■ **Recorded data**:
//! In-memory knowledge base and lookup operations.
//!
//! A [`KnowledgeBase`] is built once by [`crate::loader::KnowledgeStore::load`]
//! and never mutated afterwards, so it can be shared across sessions behind
//! an `Arc` without locking. Reloading means building a new one.
//!
//! # Matching rules
//!
//! | Operation | Rule |
//! |-----------|------|
//! | [`by_exact_code`](KnowledgeBase::by_exact_code) | trimmed, case-insensitive equality |
//! | [`search_by_description`](KnowledgeBase::search_by_description) | query is a substring of the description (and cause/solution for error codes) |
//! | [`search_components`](KnowledgeBase::search_components) | bidirectional substring containment on code or description |
//! | [`search_guides`](KnowledgeBase::search_guides) | query is a substring of title, problem or a related code |
//! | [`search_images_by_error_code`](KnowledgeBase::search_images_by_error_code) | general bucket, then manufacturer bucket, no dedup |
//!
//! All searches return matches in stored order; nothing is ranked.

use std::collections::{HashMap, HashSet};
use std::sync::Arc;

use crate::models::{Category, GuideEntry, ImageRef, KnowledgeEntry, KnowledgeSummary};

/// Name of the manufacturer-agnostic image bucket.
pub const GENERAL_BUCKET: &str = "general";

/// Canonical form used for code comparison.
pub fn normalize_code(code: &str) -> String {
    code.trim().to_uppercase()
}

/// Image references grouped into named buckets.
#[derive(Debug, Clone, Default)]
pub struct ImageIndex {
    buckets: HashMap<String, Vec<ImageRef>>,
}

impl ImageIndex {
    pub fn new(buckets: HashMap<String, Vec<ImageRef>>) -> Self {
        Self { buckets }
    }

    /// Key of the bucket holding images for one manufacturer/version.
    pub fn bucket_key(manufacturer: &str, version: &str) -> String {
        format!("{}/{}", manufacturer, version)
    }

    pub fn bucket(&self, key: &str) -> &[ImageRef] {
        self.buckets.get(key).map(Vec::as_slice).unwrap_or(&[])
    }

    pub fn len(&self) -> usize {
        self.buckets.values().map(Vec::len).sum()
    }

    pub fn is_empty(&self) -> bool {
        self.len() == 0
    }
}

#[derive(Debug, Clone)]
pub struct KnowledgeBase {
    manufacturer: String,
    version: String,
    error_codes: Vec<KnowledgeEntry>,
    parameters: Vec<KnowledgeEntry>,
    components: Vec<KnowledgeEntry>,
    quirks: Vec<KnowledgeEntry>,
    guides: Arc<Vec<GuideEntry>>,
    images: Option<ImageIndex>,
}

impl KnowledgeBase {
    /// Assemble a knowledge base, partitioning `entries` by category and
    /// keeping their relative order.
    pub fn from_entries(
        manufacturer: &str,
        version: &str,
        entries: Vec<KnowledgeEntry>,
        guides: Arc<Vec<GuideEntry>>,
        images: Option<ImageIndex>,
    ) -> Self {
        let mut kb = Self {
            manufacturer: manufacturer.to_string(),
            version: version.to_string(),
            error_codes: Vec::new(),
            parameters: Vec::new(),
            components: Vec::new(),
            quirks: Vec::new(),
            guides,
            images,
        };
        for entry in entries {
            match entry.category {
                Category::ErrorCode => kb.error_codes.push(entry),
                Category::Parameter => kb.parameters.push(entry),
                Category::Component => kb.components.push(entry),
                Category::Quirk => kb.quirks.push(entry),
            }
        }
        kb
    }

    pub fn manufacturer(&self) -> &str {
        &self.manufacturer
    }

    pub fn version(&self) -> &str {
        &self.version
    }

    pub fn error_codes(&self) -> &[KnowledgeEntry] {
        &self.error_codes
    }

    pub fn parameters(&self) -> &[KnowledgeEntry] {
        &self.parameters
    }

    pub fn components(&self) -> &[KnowledgeEntry] {
        &self.components
    }

    pub fn quirks(&self) -> &[KnowledgeEntry] {
        &self.quirks
    }

    pub fn guides(&self) -> &[GuideEntry] {
        &self.guides
    }

    pub fn images(&self) -> Option<&ImageIndex> {
        self.images.as_ref()
    }

    pub fn entries(&self, category: Category) -> &[KnowledgeEntry] {
        match category {
            Category::ErrorCode => &self.error_codes,
            Category::Parameter => &self.parameters,
            Category::Component => &self.components,
            Category::Quirk => &self.quirks,
        }
    }

    /// Exact code lookup.
    ///
    /// Returns at most one entry for error codes and components (codes are
    /// unique there) and every matching entry for parameters, where one code
    /// carries different meanings in different manual sections.
    pub fn by_exact_code(&self, category: Category, code: &str) -> Vec<&KnowledgeEntry> {
        let wanted = normalize_code(code);
        let mut matches = self
            .entries(category)
            .iter()
            .filter(|e| normalize_code(&e.code) == wanted);
        if category.has_unique_codes() {
            matches.next().into_iter().collect()
        } else {
            matches.collect()
        }
    }

    pub fn error_code(&self, code: &str) -> Option<&KnowledgeEntry> {
        self.by_exact_code(Category::ErrorCode, code).into_iter().next()
    }

    pub fn component(&self, code: &str) -> Option<&KnowledgeEntry> {
        self.by_exact_code(Category::Component, code).into_iter().next()
    }

    pub fn parameters_by_code(&self, code: &str) -> Vec<&KnowledgeEntry> {
        self.by_exact_code(Category::Parameter, code)
    }

    /// Case-insensitive substring search over descriptions.
    ///
    /// For error codes the cause/solution text is searched as well.
    pub fn search_by_description(&self, category: Category, query: &str) -> Vec<&KnowledgeEntry> {
        let q = query.to_lowercase();
        self.entries(category)
            .iter()
            .filter(|e| {
                e.description.to_lowercase().contains(&q)
                    || (category == Category::ErrorCode
                        && e
                            .cause_solution()
                            .is_some_and(|c| c.to_lowercase().contains(&q)))
            })
            .collect()
    }

    /// Components whose code or description contains the query, or is
    /// contained in it.
    ///
    /// Component codes are short (`XTSS`, `1H`) and technicians embed them
    /// in longer phrases, so containment is checked in both directions.
    pub fn search_components(&self, query: &str) -> Vec<&KnowledgeEntry> {
        let q = query.to_lowercase();
        self.components
            .iter()
            .filter(|c| {
                let code = c.code.to_lowercase();
                let desc = c.description.to_lowercase();
                q.contains(&code) || q.contains(&desc) || code.contains(&q) || desc.contains(&q)
            })
            .collect()
    }

    /// Legacy name for [`search_components`](Self::search_components).
    pub fn search_abbreviations(&self, query: &str) -> Vec<&KnowledgeEntry> {
        self.search_components(query)
    }

    pub fn search_guides(&self, query: &str) -> Vec<&GuideEntry> {
        let q = query.to_lowercase();
        self.guides
            .iter()
            .filter(|g| {
                g.title.to_lowercase().contains(&q)
                    || g.problem.to_lowercase().contains(&q)
                    || g
                        .related_error_codes
                        .iter()
                        .any(|c| c.to_lowercase().contains(&q))
            })
            .collect()
    }

    /// Images referencing `code`: general bucket first, then the bucket of
    /// the active manufacturer/version.
    ///
    /// An image listed in both buckets is returned twice.
    pub fn search_images_by_error_code(&self, code: &str) -> Vec<&ImageRef> {
        let Some(index) = &self.images else {
            return Vec::new();
        };
        let wanted = normalize_code(code);
        let scoped = ImageIndex::bucket_key(&self.manufacturer, &self.version);

        [GENERAL_BUCKET, scoped.as_str()]
            .into_iter()
            .flat_map(|key| index.bucket(key))
            .filter(|img| img.error_codes.iter().any(|c| normalize_code(c) == wanted))
            .collect()
    }

    pub fn summary(&self) -> KnowledgeSummary {
        KnowledgeSummary {
            manufacturer: self.manufacturer.clone(),
            version: self.version.clone(),
            error_codes: self.error_codes.len(),
            parameters: self.parameters.len(),
            components: self.components.len(),
            quirks: self.quirks.len(),
            guides: self.guides.len(),
            images: self.images.as_ref().map_or(0, ImageIndex::len),
            total: self.error_codes.len() + self.parameters.len() + self.components.len(),
        }
    }

    /// Render the whole knowledge base as one Markdown document.
    ///
    /// Parameters are listed once per `(code, description)` pair even when
    /// they appear on several manual pages.
    pub fn export_for_ai_context(&self) -> String {
        let mut out = format!(
            "# {} {} Elevator Control Manual - Knowledge Base\n\n",
            self.manufacturer, self.version
        );

        out.push_str(&format!(
            "## ERROR CODES - {} entries\n",
            self.error_codes.len()
        ));
        for e in &self.error_codes {
            out.push_str(&format!("\n### {}\n", e.code));
            out.push_str(&format!("- Description: {}\n", e.description));
            if let Some(cause) = e.cause_solution() {
                out.push_str(&format!("- Cause/Solution: {}\n", cause));
            }
            push_page(&mut out, e.manual_page);
        }

        out.push_str(&format!(
            "\n\n## PARAMETERS - {} instances\n",
            self.parameters.len()
        ));
        let mut seen = HashSet::new();
        for p in &self.parameters {
            if !seen.insert((normalize_code(&p.code), p.description.as_str())) {
                continue;
            }
            out.push_str(&format!("\n### {}\n", p.code));
            out.push_str(&format!("- {}\n", p.description));
            if let Some(section) = p.section() {
                out.push_str(&format!("- Section: {}\n", section));
            }
            push_page(&mut out, p.manual_page);
        }

        out.push_str(&format!(
            "\n\n## COMPONENTS & ABBREVIATIONS - {} entries\n",
            self.components.len()
        ));
        for c in &self.components {
            out.push_str(&format!("\n### {}\n", c.code));
            out.push_str(&format!("- {}\n", c.description));
        }

        if !self.quirks.is_empty() {
            out.push_str(&format!("\n\n## KNOWN QUIRKS - {} entries\n", self.quirks.len()));
            for q in &self.quirks {
                out.push_str(&format!("\n### {}\n", q.code));
                out.push_str(&format!("- Problem: {}\n", q.description));
            }
        }

        if !self.guides.is_empty() {
            out.push_str(&format!(
                "\n\n## PRACTICAL DIAGNOSTIC GUIDES - {} guides\n",
                self.guides.len()
            ));
            for g in self.guides.iter() {
                out.push_str(&format!("\n### {}\n", g.title));
                out.push_str(&format!("- Problem: {}\n", g.problem));
                out.push_str(&format!(
                    "- Related Error Codes: {}\n",
                    g.related_error_codes.join(", ")
                ));
                if let Some(level) = &g.difficulty_level {
                    out.push_str(&format!("- Difficulty: {}\n", level));
                }
                if !g.diagnosis_steps.is_empty() {
                    out.push_str(&format!(
                        "- Diagnosis Steps: {} steps\n",
                        g.diagnosis_steps.len()
                    ));
                }
            }
        }

        out
    }
}

fn push_page(out: &mut String, page: Option<u32>) {
    if let Some(page) = page {
        out.push_str(&format!("- Manual Page: {}\n", page));
    }
}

■ **Exercise objective**:
Starting at the line that has "searched as well." in the records above, restate word for word every line until the one that has "e.description.to_lowercase().contains(&q)", and include that one as well.

■ **Output**:
    /// For error codes the cause/solution text is searched as well.
    pub fn search_by_description(&self, category: Category, query: &str) -> Vec<&KnowledgeEntry> {
        let q = query.to_lowercase();
        self.entries(category)
            .iter()
            .filter(|e| {
                e.description.to_lowercase().contains(&q)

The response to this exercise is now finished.